Auparavant, la loi n'interdisait pas explicitement aux femmes de conduire des motos et des scooters, mais dans la pratique, les autorités refusaient de délivrer des permis.

En raison de l'existence d'un domaine juridique gris, les femmes ont été considérées comme juridiquement responsables des accidents, même lorsqu'elles étaient victimes.

Ces changements suivent une vague de protestations dans tout l'Iran qui a été initiée à l'origine par des plaintes économiques, mais qui s'est transformée le mois dernier en manifestations anti-gouvernementales dans tout le pays.

Téhéran a reconnu plus de 3 000 morts pendant les émeutes, insistant sur le fait que la plupart étaient des membres des forces de sécurité et des civils.

Depuis la Révolution iranienne de 1979, les femmes ont été confrontées à un certain nombre de restrictions sociales, avec des règles vestimentaires qui sont un défi pour celles qui conduisent des motos.
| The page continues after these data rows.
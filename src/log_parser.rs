use std::collections::HashMap;

use serde::Serialize;
use tracing::{debug, warn};

use crate::config::{Config, DEFAULT_LEAGUE_PREFIXES, DEFAULT_REFUGE_SCENE};

/// Auction samples beyond this count are ignored (listings arrive cheapest first).
pub const MAX_PRICE_SAMPLES: usize = 30;

const BAG_MODIFY_MARKER: &str = "BagMgr@:Modfy BagItem";
const BAG_INIT_MARKER: &str = "BagMgr@:InitBagData";
const SCENE_CHANGE_MARKER: &str = "PageApplyBase@ _UpdateGameEnd:";
const LAST_SCENE_FIELD: &str = "LastSceneName = World'/Game/Art/Maps/";
const NEXT_SCENE_FIELD: &str = "NextSceneName = World'/Game/Art/Maps/";
const PRICE_SEARCH_MARKER: &str = "XchgSearchPrice----SynId";
const PRICE_RESPONSE_MARKER: &str = "RecvMessage";
const PRICE_BLOCK_END_MARKERS: &[&str] = &["SendMessage End", "RecvMessage End"];
const PRICE_REFER_FIELD: &str = "+refer [";

// ── Parsed event types ────────────────────────────────────────────────

/// One inventory slot as reported by InitBagData or Modfy.
#[derive(Debug, Clone, PartialEq, Eq, Serialize)]
pub struct BagEntry {
    pub page_id: u32,
    pub slot_id: u32,
    pub item_id: String,
    pub quantity: u32,
}

#[derive(Debug, Clone, PartialEq, Eq, Serialize)]
pub struct MapChange {
    /// `true` when leaving the refuge, `false` when returning to it.
    pub entering: bool,
    pub is_league_zone: bool,
    pub from_scene: String,
    pub to_scene: String,
}

/// A batch of auction house listings for one item.
#[derive(Debug, Clone, PartialEq, Serialize)]
pub struct PriceSearch {
    pub item_id: String,
    /// First [`MAX_PRICE_SAMPLES`] listings in log order.
    pub samples: Vec<f64>,
    /// Listings seen in the response before capping.
    pub raw_sample_count: usize,
    /// Plain mean of `samples`.
    pub average: f64,
}

#[derive(Debug, Clone, PartialEq, Serialize)]
#[serde(tag = "type")]
pub enum LogEvent {
    Init(BagEntry),
    Modify(BagEntry),
    Map(MapChange),
    Price(PriceSearch),
}

// ── Parser ────────────────────────────────────────────────────────────

#[derive(Debug, Clone)]
pub struct ParserSettings {
    pub refuge_scene: String,
    pub league_zone_prefixes: Vec<String>,
    pub max_pending_searches: usize,
}

impl Default for ParserSettings {
    fn default() -> Self {
        Self {
            refuge_scene: DEFAULT_REFUGE_SCENE.to_string(),
            league_zone_prefixes: DEFAULT_LEAGUE_PREFIXES
                .iter()
                .map(|p| p.to_string())
                .collect(),
            max_pending_searches: 256,
        }
    }
}

impl From<&Config> for ParserSettings {
    fn from(config: &Config) -> Self {
        Self {
            refuge_scene: config.refuge_scene.clone(),
            league_zone_prefixes: config.league_zone_prefixes.clone(),
            max_pending_searches: config.max_pending_searches.max(1),
        }
    }
}

#[derive(Debug, Clone)]
struct PendingSearch {
    item_id: String,
    seq: u64,
}

/// Extracts events from raw log text. Only the price-search correlation
/// table survives between calls.
#[derive(Debug, Default)]
pub struct LogParser {
    settings: ParserSettings,
    pending: HashMap<String, PendingSearch>,
    next_seq: u64,
}

impl LogParser {
    pub fn new(settings: ParserSettings) -> Self {
        Self {
            settings,
            pending: HashMap::new(),
            next_seq: 0,
        }
    }

    pub fn settings(&self) -> &ParserSettings {
        &self.settings
    }

    pub fn set_settings(&mut self, settings: ParserSettings) {
        self.settings = settings;
        self.evict_overflow();
    }

    /// Number of price requests still waiting for their response.
    pub fn pending_searches(&self) -> usize {
        self.pending.len()
    }

    pub fn clear_pending(&mut self) {
        self.pending.clear();
    }

    /// Every event in the chunk, ordered by position in the text.
    pub fn parse_chunk(&mut self, text: &str) -> Vec<LogEvent> {
        let mut events: Vec<(usize, LogEvent)> = Vec::new();
        for (offset, line) in lines_with_offsets(text) {
            if let Some(entry) = parse_bag_line(line, BAG_INIT_MARKER) {
                events.push((offset, LogEvent::Init(entry)));
            } else if let Some(entry) = parse_bag_line(line, BAG_MODIFY_MARKER) {
                events.push((offset, LogEvent::Modify(entry)));
            }
        }
        events.extend(
            self.scan_map_changes(text)
                .into_iter()
                .map(|(o, m)| (o, LogEvent::Map(m))),
        );
        events.extend(
            self.scan_price_searches(text)
                .into_iter()
                .map(|(o, p)| (o, LogEvent::Price(p))),
        );
        // Stable sort keeps same-line records in discovery order.
        events.sort_by_key(|(offset, _)| *offset);
        events.into_iter().map(|(_, ev)| ev).collect()
    }

    /// Full-snapshot entries (written when the player sorts the bag).
    pub fn parse_bag_init(&self, text: &str) -> Vec<BagEntry> {
        text.lines()
            .filter_map(|line| parse_bag_line(line, BAG_INIT_MARKER))
            .collect()
    }

    /// Single-slot updates (pickups, consumption, moves).
    pub fn parse_bag_modifications(&self, text: &str) -> Vec<BagEntry> {
        text.lines()
            .filter_map(|line| parse_bag_line(line, BAG_MODIFY_MARKER))
            .collect()
    }

    /// Scene transitions that cross the refuge boundary.
    pub fn parse_map_changes(&self, text: &str) -> Vec<MapChange> {
        self.scan_map_changes(text)
            .into_iter()
            .map(|(_, m)| m)
            .collect()
    }

    /// Completed request/response pairs. Requests whose response has not been
    /// seen yet stay pending for later calls.
    pub fn parse_price_searches(&mut self, text: &str) -> Vec<PriceSearch> {
        self.scan_price_searches(text)
            .into_iter()
            .map(|(_, p)| p)
            .collect()
    }

    // ── Scene changes ─────────────────────────────────────────────────

    fn scan_map_changes(&self, text: &str) -> Vec<(usize, MapChange)> {
        let starts: Vec<usize> = text
            .match_indices(SCENE_CHANGE_MARKER)
            .map(|(i, _)| i)
            .collect();
        let mut changes = Vec::new();
        for (n, &start) in starts.iter().enumerate() {
            let end = starts.get(n + 1).copied().unwrap_or(text.len());
            let block = &text[start..end];
            let Some((last, rest)) = quoted_after(block, LAST_SCENE_FIELD) else {
                continue;
            };
            let Some((next, _)) = quoted_after(rest, NEXT_SCENE_FIELD) else {
                continue;
            };
            if let Some(change) = self.classify_transition(last, next) {
                debug!(
                    from = last,
                    to = next,
                    entering = change.entering,
                    "Scene change"
                );
                changes.push((start, change));
            }
        }
        changes
    }

    fn classify_transition(&self, last: &str, next: &str) -> Option<MapChange> {
        let refuge = self.settings.refuge_scene.as_str();
        let from_refuge = last.contains(refuge);
        let to_refuge = next.contains(refuge);
        let entering = match (from_refuge, to_refuge) {
            (true, false) => true,
            (false, true) => false,
            _ => return None,
        };
        Some(MapChange {
            entering,
            is_league_zone: self.is_league_zone(next),
            from_scene: last.to_string(),
            to_scene: next.to_string(),
        })
    }

    fn is_league_zone(&self, scene: &str) -> bool {
        self.settings
            .league_zone_prefixes
            .iter()
            .any(|prefix| scene.starts_with(prefix.as_str()))
    }

    // ── Price searches ────────────────────────────────────────────────

    fn scan_price_searches(&mut self, text: &str) -> Vec<(usize, PriceSearch)> {
        let mut found = Vec::new();
        let mut block: Option<PriceBlock> = None;

        for (offset, line) in lines_with_offsets(text) {
            if line.contains(PRICE_SEARCH_MARKER) {
                if let Some(done) = block.take() {
                    self.finish_block(done, &mut found);
                }
                block = parse_price_header(line, offset);
                continue;
            }
            let Some(current) = block.as_mut() else {
                continue;
            };
            if PRICE_BLOCK_END_MARKERS.iter().any(|m| line.contains(m)) {
                if let Some(done) = block.take() {
                    self.finish_block(done, &mut found);
                }
                continue;
            }
            match &mut current.kind {
                BlockKind::Request { item_id } => {
                    if item_id.is_none() {
                        *item_id = parse_refer(line);
                    }
                }
                BlockKind::Response { samples } => {
                    if let Some(price) = parse_sample(line) {
                        samples.push(price);
                    }
                }
            }
        }
        if let Some(done) = block.take() {
            self.finish_block(done, &mut found);
        }
        found
    }

    fn finish_block(&mut self, block: PriceBlock, found: &mut Vec<(usize, PriceSearch)>) {
        match block.kind {
            BlockKind::Request { item_id: Some(item_id) } => {
                self.register_request(block.syn_id, item_id);
            }
            BlockKind::Request { item_id: None } => {
                debug!(syn_id = %block.syn_id, "Price request without item reference");
            }
            BlockKind::Response { samples } => {
                let Some(pending) = self.pending.remove(&block.syn_id) else {
                    debug!(syn_id = %block.syn_id, "Price response without pending request");
                    return;
                };
                if samples.is_empty() {
                    debug!(item_id = %pending.item_id, "Price response without listings");
                    return;
                }
                found.push((block.offset, build_search(pending.item_id, samples)));
            }
        }
    }

    fn register_request(&mut self, syn_id: String, item_id: String) {
        let seq = self.next_seq;
        self.next_seq += 1;
        debug!(syn_id = %syn_id, item_id = %item_id, "Price request pending");
        self.pending.insert(syn_id, PendingSearch { item_id, seq });
        self.evict_overflow();
    }

    fn evict_overflow(&mut self) {
        while self.pending.len() > self.settings.max_pending_searches {
            let oldest = self
                .pending
                .iter()
                .min_by_key(|(_, p)| p.seq)
                .map(|(id, _)| id.clone());
            let Some(syn_id) = oldest else {
                break;
            };
            if let Some(evicted) = self.pending.remove(&syn_id) {
                warn!(
                    syn_id = %syn_id,
                    item_id = %evicted.item_id,
                    "Evicting unanswered price request"
                );
            }
        }
    }
}

#[derive(Debug)]
struct PriceBlock {
    syn_id: String,
    offset: usize,
    kind: BlockKind,
}

#[derive(Debug)]
enum BlockKind {
    Request { item_id: Option<String> },
    Response { samples: Vec<f64> },
}

fn build_search(item_id: String, mut samples: Vec<f64>) -> PriceSearch {
    let raw_sample_count = samples.len();
    samples.truncate(MAX_PRICE_SAMPLES);
    let average = samples.iter().sum::<f64>() / samples.len() as f64;
    PriceSearch {
        item_id,
        samples,
        raw_sample_count,
        average: (average * 10_000.0).round() / 10_000.0,
    }
}

// ── Line parsers ──────────────────────────────────────────────────────

fn parse_bag_line(line: &str, marker: &str) -> Option<BagEntry> {
    // BagMgr@:Modfy BagItem PageId = 102 SlotId = 0 ConfigBaseId = 100300 Num = 671
    let idx = line.find(marker)?;
    let rest = &line[idx + marker.len()..];
    let page_id = extract_field(rest, "PageId")?;
    let slot_id = extract_field(rest, "SlotId")?;
    let item_id = extract_field_str(rest, "ConfigBaseId")?;
    if !item_id.bytes().all(|b| b.is_ascii_digit()) {
        return None;
    }
    let quantity = extract_field(rest, "Num")?;
    Some(BagEntry {
        page_id,
        slot_id,
        item_id,
        quantity,
    })
}

fn parse_price_header(line: &str, offset: usize) -> Option<PriceBlock> {
    // ----Socket RecvMessage STT----XchgSearchPrice----SynId = 4521
    let idx = line.find(PRICE_SEARCH_MARKER)?;
    let syn_id = extract_field_str(&line[idx..], "SynId")?;
    let kind = if line[..idx].contains(PRICE_RESPONSE_MARKER) {
        BlockKind::Response {
            samples: Vec::new(),
        }
    } else {
        BlockKind::Request { item_id: None }
    };
    Some(PriceBlock {
        syn_id,
        offset,
        kind,
    })
}

fn parse_refer(line: &str) -> Option<String> {
    // |  +refer [100200]
    let idx = line.find(PRICE_REFER_FIELD)?;
    let rest = &line[idx + PRICE_REFER_FIELD.len()..];
    let end = rest.find(']')?;
    let id = rest[..end].trim();
    if !id.is_empty() && id.bytes().all(|b| b.is_ascii_digit()) {
        Some(id.to_string())
    } else {
        None
    }
}

fn parse_sample(line: &str) -> Option<f64> {
    // |      +3 [12.5]
    for (idx, _) in line.match_indices('+') {
        let rest = &line[idx + 1..];
        let digits = rest.bytes().take_while(u8::is_ascii_digit).count();
        if digits == 0 {
            continue;
        }
        let rest = rest[digits..].trim_start();
        let Some(rest) = rest.strip_prefix('[') else {
            continue;
        };
        let Some(end) = rest.find(']') else {
            continue;
        };
        if let Ok(value) = rest[..end].trim().parse::<f64>() {
            if value.is_finite() {
                return Some(value);
            }
        }
    }
    None
}

// ── Field extraction helpers ──────────────────────────────────────────

fn extract_field(line: &str, name: &str) -> Option<u32> {
    extract_field_str(line, name)?.parse().ok()
}

fn extract_field_str(line: &str, name: &str) -> Option<String> {
    let idx = line.find(name)?;
    let rest = &line[idx + name.len()..];
    // Skip optional whitespace + '=' + whitespace
    let rest = rest.trim_start();
    let rest = rest.strip_prefix('=')?;
    let rest = rest.trim_start();
    // Read until next whitespace or end
    let end = rest.find(|c: char| c.is_whitespace()).unwrap_or(rest.len());
    let val = &rest[..end];
    if val.is_empty() {
        None
    } else {
        Some(val.to_string())
    }
}

/// Text after `field` up to the closing quote, plus the remainder.
fn quoted_after<'a>(text: &'a str, field: &str) -> Option<(&'a str, &'a str)> {
    let idx = text.find(field)?;
    let rest = &text[idx + field.len()..];
    let end = rest.find('\'')?;
    Some((&rest[..end], &rest[end + 1..]))
}

fn lines_with_offsets(text: &str) -> impl Iterator<Item = (usize, &str)> {
    text.split_inclusive('\n').scan(0usize, |offset, raw| {
        let start = *offset;
        *offset += raw.len();
        Some((start, raw.trim_end_matches(['\r', '\n'])))
    })
}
Les femmes doivent couvrir leurs cheveux avec un foulard en public, porter des vêtements décents et amples, mais au cours des dernières années, de nombreuses personnes s'opposent à cette règle, le nombre de femmes qui conduisent des motos ayant fortement augmenté au cours des derniers mois.

Cette tendance s'est intensifiée après la mort de Mahsa Amini en 2022 en détention, une jeune Iranienne arrêtée pour avoir prétendument enfreint les règles vestimentaires.

Son décès a déclenché des manifestations dans tout l'Iran par des femmes qui exigent plus de liberté.